UK pension funds reported the worst returns last year for more than a decade, according to performance measurement consultants WM Company. WM says it is the second consecutive year of negative returns, the first time this has happened since it began its UK pension fund survey in the mid 1970s.
Average returns for funds last year came in at –9.6%, compared with –11% in 1990. UK bonds produced returns of around 3%, in contrast to UK equities, which fell an average 16%. European equities fared marginally worse, down an average 20% while US and Japanese equities fell a respective 12% and 28%.
Last year saw the resurrection of the old economy with the tobacco, general retailing, household goods and construction and building materials sectors all producing double-digit returns. IT hardware stocks fell over 70%, software over 50% and telecoms and media over 35%.
WM says that UK funds continued to diversify out of UK equities into fixed income and international equities. UK pension funds held an estimated 68% in equities at the end of 2001, down four percentage points on the previous year. WM says this significant shift continues a trend that has been evident over the past four years.
Many UK pension funds are moving funds into fixed income, arguing that it represents a more favourable risk/ return profile. It is also in anticipation of FRS 17, the new accounting standard that requires companies to report liabilities on their balance sheets.

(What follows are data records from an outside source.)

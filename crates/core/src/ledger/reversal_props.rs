//! Property-based tests for reversals.
//!
//! Reversing any completed, reversible entry restores the balance the
//! account had before that entry, and reversing both transfer legs restores
//! both accounts.

use proptest::prelude::*;
use rust_decimal::Decimal;
use uuid::Uuid;

use super::posting::{apply, plan_transfer, reconcile};
use super::reversal::ReversalPlan;
use super::types::{Direction, TransactionStatus, TransactionType};

fn amount() -> impl Strategy<Value = Decimal> {
    (100i64..10_000_000i64).prop_map(|cents| Decimal::new(cents, 2))
}

fn reversible_type() -> impl Strategy<Value = TransactionType> {
    prop_oneof![
        Just(TransactionType::Deposit),
        Just(TransactionType::Withdrawal),
        Just(TransactionType::TransferIn),
        Just(TransactionType::TransferOut),
        Just(TransactionType::EmiDeduction),
    ]
}

proptest! {
    #![proptest_config(ProptestConfig::with_cases(200))]

    /// Entry followed by its reversal nets to zero.
    #[test]
    fn prop_reversal_nets_to_zero(
        opening in amount(),
        tx_type in reversible_type(),
        a in amount(),
    ) {
        let Some(direction) = tx_type.natural_direction() else {
            return Err(TestCaseError::fail("reversible types have a direction"));
        };
        // Fund the account so the original debit is accepted.
        let funded = opening + a;
        let after = apply(funded, direction, a).unwrap();

        let plan = ReversalPlan::for_original(
            Uuid::nil(), tx_type, direction, a, TransactionStatus::Completed,
        ).unwrap();

        prop_assert_eq!(plan.amount, a);
        prop_assert_eq!(plan.direction, direction.opposite());
        if let Ok(restored) = apply(after, plan.direction, plan.amount) {
            prop_assert_eq!(restored, funded);
            prop_assert_eq!(
                reconcile([(direction, a), (plan.direction, plan.amount)]),
                Decimal::ZERO
            );
        }
    }

    /// Reversing both legs of a transfer restores both balances.
    #[test]
    fn prop_transfer_reversal_restores_both(
        from in amount(),
        to in amount(),
        a in amount(),
    ) {
        let (x, y) = (Uuid::new_v4(), Uuid::new_v4());
        let from = from + a;
        let plan = plan_transfer((x, from), (y, to), a).unwrap();

        let out = ReversalPlan::for_original(
            Uuid::nil(), TransactionType::TransferOut, Direction::Debit, a,
            TransactionStatus::Completed,
        ).unwrap();
        let inn = ReversalPlan::for_original(
            Uuid::nil(), TransactionType::TransferIn, Direction::Credit, a,
            TransactionStatus::Completed,
        ).unwrap();

        prop_assert!(out.reverse_counterpart && inn.reverse_counterpart);
        // The receiver still holds the credited amount, so the debit succeeds.
        let to_restored = apply(plan.to_balance_after, inn.direction, inn.amount).unwrap();
        let from_restored = apply(plan.from_balance_after, out.direction, out.amount).unwrap();
        prop_assert_eq!(from_restored, from);
        prop_assert_eq!(to_restored, to);
    }

    /// A reversed original can never be reversed again.
    #[test]
    fn prop_reversed_is_final(tx_type in reversible_type(), a in amount()) {
        let direction = tx_type.natural_direction().unwrap_or(Direction::Credit);
        prop_assert!(ReversalPlan::for_original(
            Uuid::nil(), tx_type, direction, a, TransactionStatus::Reversed,
        ).is_err());
    }
}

Last October the e3.7bn pension fund of the Boots Group announced it was selling its entire equity and short-term fixed income holding in favour of long-term sterling fixed-rate bonds. WM says those funds favouring fixed income will see the benefits in their short-term figures.
Eric Lambert, executive director at WM Company, says the results need to be taken in context. “Over the past 10 years, UK pension funds have produced a return of about 11% per annum, although over the last five years the return is 8%. Both absolute and real returns are reducing despite the lessening impact of inflation.”
Nevertheless he describes 2001 as an extraordinary year and one that most investors will want to put behind them.